The company asserts it is "a senior hands on, caring and committed group that offers experience, discipline and leadership with a working style that is collaborative, efficient and effective".

==Clients==
Round Table's past and present clients include:

- Alliance Atlantis - Showcase Television
- Burnbrae Farms
- Concerned Children's Advertisers
- COTA Health
- Fairmont Hotels and Resorts
- First Base
- Toronto.com
- Janes Family Foods
- Park'N Fly
- Providence Healthcare
- Ronald McDonald House Charities
- Scottish & Newcastle - Strongbow Cider
- Shell Oil Company - Automotive Accessories
- Toronto Parking Authority
- Weston Bakeries Ltd.
- Workopolis

==Notable campaigns==

A Toronto bus shelter, "shattered" with Strongbow advertising. The 1990–2005 Viacom logo can be shown.

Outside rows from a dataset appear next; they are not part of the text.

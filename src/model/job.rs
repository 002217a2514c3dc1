use crate::http::{require_fields, ShapeOutcome};
use serde::{Deserialize, Serialize};
use serde_json::Value;

/// A job posting.
#[derive(Debug, Clone, PartialEq, Serialize, Deserialize)]
pub struct Job {
    pub id: String,
    #[serde(default)]
    pub title: String,
    #[serde(default)]
    pub company_id: Option<String>,
    #[serde(default)]
    pub location: Option<String>,
    #[serde(default)]
    pub employment_type: Option<EmploymentType>,
    #[serde(default)]
    pub salary_min: Option<u32>,
    #[serde(default)]
    pub salary_max: Option<u32>,
    #[serde(default)]
    pub description: Option<String>,
    #[serde(default)]
    pub skills: Vec<String>,
    #[serde(default)]
    pub status: JobStatus,
    #[serde(default)]
    pub posted_at: Option<String>,
}

#[derive(Debug, Clone, Copy, PartialEq, Eq, Serialize, Deserialize)]
#[serde(rename_all = "snake_case")]
pub enum EmploymentType {
    FullTime,
    PartTime,
    Contract,
    Internship,
}

#[derive(Debug, Clone, Copy, PartialEq, Eq, Default, Serialize, Deserialize)]
#[serde(rename_all = "snake_case")]
pub enum JobStatus {
    #[default]
    Open,
    Closed,
    Draft,
}

impl Job {
    /// A minimal open posting; the remaining fields are placeholders.
    pub fn new(id: impl Into<String>, title: impl Into<String>) -> Self {
        Self {
            id: id.into(),
            title: title.into(),
            company_id: None,
            location: None,
            employment_type: None,
            salary_min: None,
            salary_max: None,
            description: None,
            skills: Vec::new(),
            status: JobStatus::Open,
            posted_at: None,
        }
    }
}

fn check_job(value: &Value) -> ShapeOutcome {
    require_fields(value, &["id", "title"])
}

define_resource!(Job, "jobs", Some(check_job));

/// Payload for posting a new job.
#[derive(Debug, Clone, Serialize)]
pub struct JobCreate {
    pub title: String,
    pub company_id: String,
    #[serde(skip_serializing_if = "Option::is_none")]
    pub location: Option<String>,
    #[serde(skip_serializing_if = "Option::is_none")]
    pub employment_type: Option<EmploymentType>,
    #[serde(skip_serializing_if = "Option::is_none")]
    pub description: Option<String>,
    #[serde(skip_serializing_if = "Vec::is_empty")]
    pub skills: Vec<String>,
}

/// Partial update; only present fields are sent.
#[derive(Debug, Clone, Default, Serialize)]
pub struct JobUpdate {
    #[serde(skip_serializing_if = "Option::is_none")]
    pub title: Option<String>,
    #[serde(skip_serializing_if = "Option::is_none")]
    pub location: Option<String>,
    #[serde(skip_serializing_if = "Option::is_none")]
    pub salary_min: Option<u32>,
    #[serde(skip_serializing_if = "Option::is_none")]
    pub salary_max: Option<u32>,
    #[serde(skip_serializing_if = "Option::is_none")]
    pub description: Option<String>,
    #[serde(skip_serializing_if = "Option::is_none")]
    pub status: Option<JobStatus>,
}

/// Search filters, sent as query parameters.
#[derive(Debug, Clone, Default)]
pub struct JobSearch {
    pub query: Option<String>,
    pub location: Option<String>,
    pub employment_type: Option<EmploymentType>,
    pub page: Option<u32>,
}

impl JobSearch {
    pub fn to_query(&self) -> Vec<(String, String)> {
        let mut pairs = Vec::new();
        if let Some(q) = &self.query {
            pairs.push(("q".to_string(), q.clone()));
        }
        if let Some(location) = &self.location {
            pairs.push(("location".to_string(), location.clone()));
        }
        if let Some(kind) = self.employment_type {
            let kind = serde_json::to_value(kind)
                .ok()
                .and_then(|v| v.as_str().map(str::to_string));
            if let Some(kind) = kind {
                pairs.push(("employment_type".to_string(), kind));
            }
        }
        if let Some(page) = self.page {
            pairs.push(("page".to_string(), page.to_string()));
        }
        pairs
    }
}
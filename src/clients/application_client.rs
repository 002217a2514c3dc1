use crate::clients::entity_client::EntityClient;
use crate::http::{ApiError, ResourceClient};
use crate::model::{Application, ApplicationCreate};
use tracing::{info, instrument};

/// Client for job applications.
#[derive(Clone)]
pub struct ApplicationClient {
    inner: ResourceClient<Application>,
}

impl ApplicationClient {
    pub fn new(inner: ResourceClient<Application>) -> Self {
        Self { inner }
    }

    #[instrument(skip(self, application), fields(job_id = %application.job_id))]
    pub async fn submit(&self, application: &ApplicationCreate) -> Result<Application, ApiError> {
        let submitted = self.inner.create(application).await?;
        info!(application_id = %submitted.id, "Application submitted");
        Ok(submitted)
    }

    /// `POST /applications/{id}/withdraw`
    #[instrument(skip(self))]
    pub async fn withdraw(&self, id: String) -> Result<Application, ApiError> {
        self.inner.action::<(), Application>(&id, "withdraw", None).await
    }

    /// `GET /applications?job_id=..`
    #[instrument(skip(self))]
    pub async fn for_job(&self, job_id: &str) -> Result<Vec<Application>, ApiError> {
        self.inner
            .list(vec![("job_id".to_string(), job_id.to_string())])
            .await
    }
}

impl EntityClient<Application> for ApplicationClient {
    fn inner(&self) -> &ResourceClient<Application> {
        &self.inner
    }
}
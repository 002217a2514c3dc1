use crate::clients::entity_client::EntityClient;
use crate::http::{ApiError, ResourceClient};
use crate::model::{CandidateProfile, Company, Job, ProfileUpdate};
use tracing::instrument;

/// Client for candidate profiles.
#[derive(Clone)]
pub struct ProfileClient {
    inner: ResourceClient<CandidateProfile>,
}

impl ProfileClient {
    pub fn new(inner: ResourceClient<CandidateProfile>) -> Self {
        Self { inner }
    }

    #[instrument(skip(self))]
    pub async fn update_profile(
        &self,
        id: String,
        update: &ProfileUpdate,
    ) -> Result<CandidateProfile, ApiError> {
        self.inner.update(&id, update).await
    }
}

impl EntityClient<CandidateProfile> for ProfileClient {
    fn inner(&self) -> &ResourceClient<CandidateProfile> {
        &self.inner
    }
}

/// Client for company profiles.
#[derive(Clone)]
pub struct CompanyClient {
    inner: ResourceClient<Company>,
}

impl CompanyClient {
    pub fn new(inner: ResourceClient<Company>) -> Self {
        Self { inner }
    }

    /// `GET /companies/{id}/jobs`
    #[instrument(skip(self))]
    pub async fn jobs(&self, id: String) -> Result<Vec<Job>, ApiError> {
        self.inner.related(&id, "jobs").await
    }
}

impl EntityClient<Company> for CompanyClient {
    fn inner(&self) -> &ResourceClient<Company> {
        &self.inner
    }
}
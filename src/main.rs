//! # jobboard-sync
//!
//! Demo entry point: loads [`Settings`], mounts a binding for one job and prints the view
//! it settles on.
//!
//! ```bash
//! JOBBOARD__API__BASE_URL=http://localhost:8080 RUST_LOG=debug jobboard-sync 42
//! ```

use jobboard_sync::config::Settings;
use jobboard_sync::lifecycle::{setup_tracing, SyncSystem};
use tracing::{info, warn, Instrument};

#[tokio::main]
async fn main() -> Result<(), String> {
    let settings = Settings::load().map_err(|e| e.to_string())?;

    // Setup tracing once for the entire application
    setup_tracing(&settings.logging);

    let job_id = std::env::args().nth(1).unwrap_or_else(|| "42".to_string());
    info!(%job_id, base_url = %settings.api.base_url, "Starting job-board sync demo");

    let system = SyncSystem::new(&settings).map_err(|e| e.to_string())?;

    let span = tracing::info_span!("job_view", %job_id);
    let view = async {
        let mut handle = system.jobs.binding.mount(job_id.clone());
        handle.settled().await;
        let view = handle.view().await.map_err(|e| e.to_string());
        handle.unmount();
        view
    }
    .instrument(span)
    .await?;

    match (&view.entity, &view.error) {
        (Some(job), _) => info!(title = %job.title, status = ?job.status, "Job loaded"),
        (None, Some(error)) => warn!(%error, "Job could not be loaded"),
        (None, None) => warn!(state = ?view.loading_state, "Job not loaded"),
    }
    println!("{view:#?}");

    let collapsed = system.sidebar.get().await;
    info!(collapsed, "Sidebar preference");

    system.shutdown().await?;
    Ok(())
}
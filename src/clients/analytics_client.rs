use crate::clients::entity_client::EntityClient;
use crate::http::{ApiError, ResourceClient};
use crate::model::AnalyticsSummary;
use tracing::instrument;

/// Read-only client for dashboard figures.
#[derive(Clone)]
pub struct AnalyticsClient {
    inner: ResourceClient<AnalyticsSummary>,
}

impl AnalyticsClient {
    pub fn new(inner: ResourceClient<AnalyticsSummary>) -> Self {
        Self { inner }
    }

    /// `GET /analytics/{owner_id}`
    #[instrument(skip(self))]
    pub async fn summary(&self, owner_id: String) -> Result<AnalyticsSummary, ApiError> {
        self.inner.fetch(&owner_id).await
    }
}

impl EntityClient<AnalyticsSummary> for AnalyticsClient {
    fn inner(&self) -> &ResourceClient<AnalyticsSummary> {
        &self.inner
    }
}
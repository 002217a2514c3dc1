use crate::clients::entity_client::EntityClient;
use crate::http::{ApiError, ResourceClient};
use crate::model::{Conversation, Message, MessageCreate};
use tracing::instrument;

/// Client for candidate/company messaging.
#[derive(Clone)]
pub struct ConversationClient {
    inner: ResourceClient<Conversation>,
}

impl ConversationClient {
    pub fn new(inner: ResourceClient<Conversation>) -> Self {
        Self { inner }
    }

    /// `POST /conversations/{id}/messages`
    #[instrument(skip(self, message))]
    pub async fn send_message(&self, id: String, message: &MessageCreate) -> Result<Message, ApiError> {
        self.inner.action(&id, "messages", Some(message)).await
    }
}

impl EntityClient<Conversation> for ConversationClient {
    fn inner(&self) -> &ResourceClient<Conversation> {
        &self.inner
    }
}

Round Table has produced numerous campaigns for various Weston Bakeries Ltd. brands including Wonder Bread. Leading up to the 2010 Winter Games, the company produced several Olympic-themed advertisements for the brand. A 30-second television commercial shown during the games which featured children singing the Canadian anthem received national media attention.

In 2010, in an ongoing effort to promote the nutritional credentials of the Wonder bread brand, the company produced a 30-second television commercial referencing the brand's history and the changes in its product lineup.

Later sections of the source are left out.